Task to complete: In the following listing, find the lines containing "year" and report them.

Data records:
-- Opening Marker --

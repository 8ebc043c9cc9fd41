//! Utilidades de presentación
//!
//! Helpers de formato para montos, fechas y etiquetas de vehículos tal como
//! los muestra el panel.

use chrono::{DateTime, Utc};
use rust_decimal::Decimal;
use rusty_money::{iso, Money};

/// Formatear un monto como moneda en dólares, estilo en-US ("$1,234.56")
pub fn format_currency(amount: Decimal) -> String {
    Money::from_decimal(amount, iso::USD).to_string()
}

/// Formatear una fecha estilo "Jan 15, 2024"
pub fn format_date(date: DateTime<Utc>) -> String {
    date.format("%b %-d, %Y").to_string()
}

/// Etiqueta corta de un vehículo: "2024 Tesla Model S"
pub fn vehicle_label(year: i32, make: &str, model: &str) -> String {
    format!("{} {} {}", year, make, model)
}

#[cfg(test)]
mod tests {
    use super::*;
    use chrono::TimeZone;

    #[test]
    fn test_format_currency() {
        assert_eq!(format_currency(Decimal::new(250, 2)), "$2.50");
        assert_eq!(format_currency(Decimal::new(123456, 2)), "$1,234.56");
        assert_eq!(format_currency(Decimal::ZERO), "$0.00");
    }

    #[test]
    fn test_format_date() {
        let date = Utc.with_ymd_and_hms(2024, 1, 5, 12, 0, 0).unwrap();
        assert_eq!(format_date(date), "Jan 5, 2024");
    }

    #[test]
    fn test_vehicle_label() {
        assert_eq!(vehicle_label(2024, "Tesla", "Model S"), "2024 Tesla Model S");
    }
}
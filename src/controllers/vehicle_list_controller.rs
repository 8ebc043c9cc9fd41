//! Controlador del listado de vehículos
//!
//! Este es el view-model del panel: dueño de la colección autoritativa, de
//! la proyección derivada y del flujo de borrado con confirmación. Toda
//! mutación viaja por el directorio y sólo se refleja localmente después de
//! que el directorio confirme y se recargue la colección.
//!
//! Todas las operaciones mutantes toman &mut self: dos llamadas no pueden
//! estar en vuelo a la vez, que es la versión Rust de deshabilitar el botón
//! hasta que la llamada termine.

use std::sync::Arc;

use tracing::{debug, info, warn};

use crate::directory::VehicleDirectory;
use crate::dto::query_dto::{SortDirection, SortKey};
use crate::dto::vehicle_dto::VehicleForm;
use crate::models::vehicle::{FleetStats, VehicleRecord};
use crate::presentation::{PresentationSink, UiEvent};
use crate::services::fleet_query_service;
use crate::utils::errors::{not_found_error, AppError, AppResult};

/// View-model del listado de vehículos
pub struct VehicleListController {
    directory: Arc<dyn VehicleDirectory>,
    sink: Arc<dyn PresentationSink>,
    /// Última foto completa devuelta por el directorio, en su orden
    vehicles: Vec<VehicleRecord>,
    /// Proyección filtrada y ordenada que ve el operador
    derived: Vec<VehicleRecord>,
    search_term: String,
    sort_key: SortKey,
    sort_direction: SortDirection,
    /// A lo sumo un borrado pendiente de confirmación
    pending_deletion: Option<String>,
}

impl VehicleListController {
    pub fn new(directory: Arc<dyn VehicleDirectory>, sink: Arc<dyn PresentationSink>) -> Self {
        Self {
            directory,
            sink,
            vehicles: Vec::new(),
            derived: Vec::new(),
            search_term: String::new(),
            sort_key: SortKey::default(),
            sort_direction: SortDirection::default(),
            pending_deletion: None,
        }
    }

    /// Recargar la colección autoritativa desde el directorio. Si el
    /// directorio falla, la colección anterior queda intacta y no se
    /// reintenta.
    pub async fn load(&mut self) -> AppResult<()> {
        self.sink.emit(UiEvent::LoadingStarted);

        let outcome = match self.directory.list().await {
            Ok(vehicles) => {
                debug!("📋 {} vehículos cargados", vehicles.len());
                self.vehicles = vehicles;
                self.refresh();
                Ok(())
            }
            Err(e) => {
                self.sink.emit(UiEvent::Error {
                    message: format!("Failed to load vehicles: {}", e),
                });
                Err(e)
            }
        };

        self.sink.emit(UiEvent::LoadingEnded);
        outcome
    }

    /// Guardar el término de búsqueda (en minúsculas) y recalcular la vista.
    /// Término vacío muestra todo.
    pub fn set_search_term(&mut self, term: &str) {
        self.search_term = term.to_lowercase();
        self.refresh();
    }

    pub fn set_sort(&mut self, key: SortKey, direction: SortDirection) {
        self.sort_key = key;
        self.sort_direction = direction;
        self.refresh();
    }

    /// Recalcular la proyección derivada. Función pura de (colección,
    /// término, orden); no toca la colección ni las estadísticas.
    pub fn refresh(&mut self) {
        self.derived = fleet_query_service::apply_view(
            &self.vehicles,
            &self.search_term,
            self.sort_key,
            self.sort_direction,
        );
    }

    /// Estadísticas de la flota completa, independientes del filtro activo
    pub fn compute_stats(&self) -> FleetStats {
        fleet_query_service::compute_stats(&self.vehicles)
    }

    /// Crear o actualizar un vehículo. Valida antes de tocar el directorio;
    /// tras una escritura confirmada recarga la colección: el estado del
    /// servidor es la fuente de verdad, sin parche optimista local.
    pub async fn create_or_update(
        &mut self,
        form: &VehicleForm,
        editing_id: Option<&str>,
    ) -> AppResult<()> {
        let fields = match form.validate_and_coerce() {
            Ok(fields) => fields,
            Err(e) => {
                self.sink.emit(UiEvent::Error {
                    message: format!("Failed to save vehicle: {}", e),
                });
                return Err(e);
            }
        };

        let result = match editing_id {
            Some(id) => self.directory.update(id, fields).await,
            None => self.directory.insert(fields).await.map(|_| ()),
        };

        match result {
            Ok(()) => {
                // La escritura ya quedó confirmada; si la recarga falla el
                // propio load() lo reporta
                if let Err(e) = self.load().await {
                    warn!("⚠️ No se pudo recargar tras guardar: {}", e);
                }

                let message = if editing_id.is_some() {
                    "Vehicle updated successfully!"
                } else {
                    "Vehicle added successfully!"
                };
                self.sink.emit(UiEvent::Success {
                    message: message.to_string(),
                });
                info!("✅ Vehículo guardado");
                Ok(())
            }
            Err(e) => {
                self.sink.emit(UiEvent::Error {
                    message: format!("Failed to save vehicle: {}", e),
                });
                Err(e)
            }
        }
    }

    /// Solicitar el borrado de un vehículo: deja el id como objetivo
    /// pendiente y pide al shell la confirmación con la etiqueta del
    /// vehículo. Falla NotFound si el id no está en la colección actual.
    pub fn request_deletion(&mut self, id: &str) -> AppResult<()> {
        let label = match self.vehicles.iter().find(|v| v.id == id) {
            Some(vehicle) => vehicle.label(),
            None => {
                self.sink.emit(UiEvent::Error {
                    message: "Vehicle not found. Try reloading the fleet list.".to_string(),
                });
                return Err(not_found_error("Vehicle", id));
            }
        };

        self.pending_deletion = Some(id.to_string());
        self.sink.emit(UiEvent::ConfirmationRequested { label });
        Ok(())
    }

    /// Cancelar el borrado pendiente sin contactar al directorio
    pub fn cancel_deletion(&mut self) {
        self.pending_deletion = None;
    }

    /// Confirmar el borrado pendiente. Si el directorio falla, el objetivo
    /// queda pendiente para poder reintentar la misma confirmación; si el
    /// objetivo desapareció del listado, se descarta y se sugiere recargar.
    pub async fn confirm_deletion(&mut self) -> AppResult<()> {
        let Some(id) = self.pending_deletion.clone() else {
            return Err(AppError::NoPendingDeletion);
        };

        // El listado pudo cambiar desde que se pidió la confirmación:
        // revalidar el objetivo contra la colección actual
        if !self.vehicles.iter().any(|v| v.id == id) {
            self.pending_deletion = None;
            self.sink.emit(UiEvent::Error {
                message: "Vehicle not found. Try reloading the fleet list.".to_string(),
            });
            return Err(not_found_error("Vehicle", &id));
        }

        self.sink.emit(UiEvent::LoadingStarted);
        let result = self.directory.remove(&id).await;
        self.sink.emit(UiEvent::LoadingEnded);

        match result {
            Ok(()) => {
                self.pending_deletion = None;
                if let Err(e) = self.load().await {
                    warn!("⚠️ No se pudo recargar tras borrar: {}", e);
                }
                self.sink.emit(UiEvent::Success {
                    message: "Vehicle deleted successfully!".to_string(),
                });
                info!("🗑️ Vehículo eliminado: {}", id);
                Ok(())
            }
            Err(AppError::NotFound(msg)) => {
                // Desapareció en el servidor: un reintento no tiene sentido
                self.pending_deletion = None;
                self.sink.emit(UiEvent::Error {
                    message: "Vehicle not found. Try reloading the fleet list.".to_string(),
                });
                Err(AppError::NotFound(msg))
            }
            Err(e) => {
                self.sink.emit(UiEvent::Error {
                    message: format!("Failed to delete vehicle: {}", e),
                });
                Err(e)
            }
        }
    }

    /// Proyección derivada actual (filtrada y ordenada)
    pub fn derived_view(&self) -> &[VehicleRecord] {
        &self.derived
    }

    /// Colección autoritativa tal como la devolvió el directorio
    pub fn vehicles(&self) -> &[VehicleRecord] {
        &self.vehicles
    }

    pub fn search_term(&self) -> &str {
        &self.search_term
    }

    pub fn sort(&self) -> (SortKey, SortDirection) {
        (self.sort_key, self.sort_direction)
    }

    /// Id del borrado pendiente, si hay una confirmación en curso
    pub fn pending_deletion(&self) -> Option<&str> {
        self.pending_deletion.as_deref()
    }
}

-- Closing Marker --

Answer section:
pub fn vehicle_label(year: i32, make: &str, model: &str) -> String {
    format!("{} {} {}", year, make, model)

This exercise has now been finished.